ICANN-Supported Statistical Analysis & WhoisXML API: Making Sense of DNS Abuse in gTLDs
About
Statistical Analysis of DNS Abuse in gTLDs (SADAG) is a collaborative research project between SIDN Labs and Delft University of Technology. The research was commissioned by the Competition, Consumer Trust, and Consumer Choice Review Team with the support of ICANN to investigate the rate of abuse in both legacy and new generic top-level domains (gTLDs). The study has since become a valuable basis for subsequent research projects, including the ICANN-commissioned Inferential Analysis of Maliciously Registered Domains (INFERMAL) Project.
Highlights
-
The researchers primarily relied on blacklists that did not have the contextual information the study required, such as registrar names and registration dates.
-
They tapped into WhoisXML API’s massive WHOIS database to obtain the data points they needed for their analysis.
-
The researchers were able to seamlessly map 193.5+ million domains to their WHOIS records.
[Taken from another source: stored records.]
#![cfg_attr(feature = "fail-on-warnings", deny(warnings))]
#![warn(clippy::all, clippy::pedantic, clippy::nursery, clippy::cargo)]
#![allow(clippy::multiple_crate_versions, clippy::cargo_common_metadata)]

//! Join, grouping, filtering, and classification over risk map features.
//!
//! Every function here is a synchronous, total transformation of
//! already-decoded features. Nothing can fail: missing statuses and
//! districts are grouped under their default labels, and an empty input
//! produces an empty (zero-total) summary with zero percentages.
//!
//! The usual flow on every filter change is [`filter`] over the full
//! incident collection, then [`summarize`] and [`top_n`] over the result.
//! [`join`] runs once per incident set to refresh area counts.

pub mod classify;
pub mod filter;
pub mod join;
pub mod summary;

pub use classify::{choropleth_bucket, classify_status, legend};
pub use filter::filter;
pub use join::join;
pub use summary::{distinct_values, percentage, summarize, top_n};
Obtaining the Pertinent Attributes of Malicious Domains
To deeply analyze DNS abuse in both new and legacy gTLDs, the researchers needed to retrieve specific attributes of malicious domain names that appeared on 11 reputable blacklists representing malware distribution, phishing, and spamming.
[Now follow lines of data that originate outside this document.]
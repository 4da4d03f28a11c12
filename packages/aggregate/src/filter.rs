//! Active-subset filtering.

use risk_map_risk_models::{FilterState, IncidentFeature};

/// Returns the incidents matching `state`, in input order.
///
/// The input is never modified. Callers pass the full collection on every
/// filter change, so clearing a constraint restores the full set.
#[must_use]
pub fn filter(incidents: &[IncidentFeature], state: &FilterState) -> Vec<IncidentFeature> {
    if state.is_unconstrained() {
        return incidents.to_vec();
    }

    let active: Vec<IncidentFeature> = incidents
        .iter()
        .filter(|incident| state.matches(incident))
        .cloned()
        .collect();

    log::debug!(
        "Filter {state:?} kept {} of {} incidents",
        active.len(),
        incidents.len()
    );

    active
}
The research methodology required the registrar information so the researchers could analyze the distribution of malicious domains across registrars and what type of registrars are mostly associated with the blacklisted domains. They also needed to obtain the domains’ creation dates to study the initial intent of the domain registration—whether they were registered solely for malicious purposes or if they were legitimate domains that were compromised.
Accurate and Extensive WHOIS Data Repository
The researchers tapped into WhoisXML API’s massive WHOIS database to obtain the registrar details and registration dates of hundreds of millions of malicious domains spanning 18 legacy gTLDs and 1,196 new gTLDs. These included .aero, .asia, .biz, .cat, .com, .coop, .info, .jobs, .mobi, .museum, .name, .net, .org, .post, .pro, .tel, .travel, and .xxx. It also contained WHOIS information for the domains of 1,196 new gTLDs.
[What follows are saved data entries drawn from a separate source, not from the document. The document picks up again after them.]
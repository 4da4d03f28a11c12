#![cfg_attr(feature = "fail-on-warnings", deny(warnings))]
#![warn(clippy::all, clippy::pedantic, clippy::nursery, clippy::cargo)]
#![allow(clippy::multiple_crate_versions, clippy::cargo_common_metadata)]

//! Dataset definition types.
//!
//! Defines the TOML schema describing where the area and incident
//! `GeoJSON` layers live, which properties hold each field, and how the
//! two layers are joined.

use risk_map_risk_models::JoinKey;
use serde::{Deserialize, Serialize};

/// Number of districts shown in the "top districts" insight when a
/// definition does not override it.
pub const DEFAULT_TOP_DISTRICTS: usize = 5;

/// A risk map dataset, deserialized from TOML.
#[derive(Debug, Clone, Serialize, Deserialize)]
pub struct DatasetSource {
    /// Unique dataset identifier (e.g., `"bangkok_subdistricts"`).
    pub id: String,
    /// Human-readable name.
    pub name: String,
    /// Where the area polygons are loaded from.
    pub areas: LayerSource<AreaFieldMapping>,
    /// Where the incident points are loaded from.
    pub incidents: LayerSource<IncidentFieldMapping>,
    /// Which area property incident districts are matched against.
    #[serde(default)]
    pub join: JoinKey,
    /// How many districts the top-districts insight lists.
    pub top_districts: Option<usize>,
}

impl DatasetSource {
    /// Returns the dataset identifier.
    #[must_use]
    pub fn id(&self) -> &str {
        &self.id
    }

    /// Returns the human-readable dataset name.
    #[must_use]
    pub fn name(&self) -> &str {
        &self.name
    }

    /// Returns the configured top-districts size.
    #[must_use]
    pub fn top_districts(&self) -> usize {
        self.top_districts.unwrap_or(DEFAULT_TOP_DISTRICTS)
    }
}

/// Location and field mapping for one `GeoJSON` layer.
#[derive(Debug, Clone, Serialize, Deserialize)]
pub struct LayerSource<F> {
    /// HTTP(S) URL or local file path of a `GeoJSON` `FeatureCollection`.
    pub location: String,
    /// Property names to read fields from.
    pub fields: F,
}

/// Property names on area features.
#[derive(Debug, Clone, Serialize, Deserialize)]
pub struct AreaFieldMapping {
    /// Subdistrict name property.
    pub name: String,
    /// District name property.
    pub district: Option<String>,
    /// Province name property.
    pub province: Option<String>,
    /// Area (square kilometers) property.
    pub area: Option<String>,
}

/// Property names on incident features.
#[derive(Debug, Clone, Serialize, Deserialize)]
pub struct IncidentFieldMapping {
    /// District key property.
    pub district: String,
    /// Status label property.
    pub status: String,
    /// Problem description property.
    pub problem: Option<String>,
    /// Road name property.
    pub road_name: Option<String>,
    /// Project name property.
    pub project: Option<String>,
}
The database’s standardized and consistent format enabled them to easily extract the required attributes and deepen their study.
Identification of Cybercriminal Behavior
With the help of the WHOIS database, the researchers were able to identify certain registrar characteristics that contribute to the behavior of cybercriminals. For one, the study was able to find a correlation between malicious domain registration and the registrars’ pricing strategies.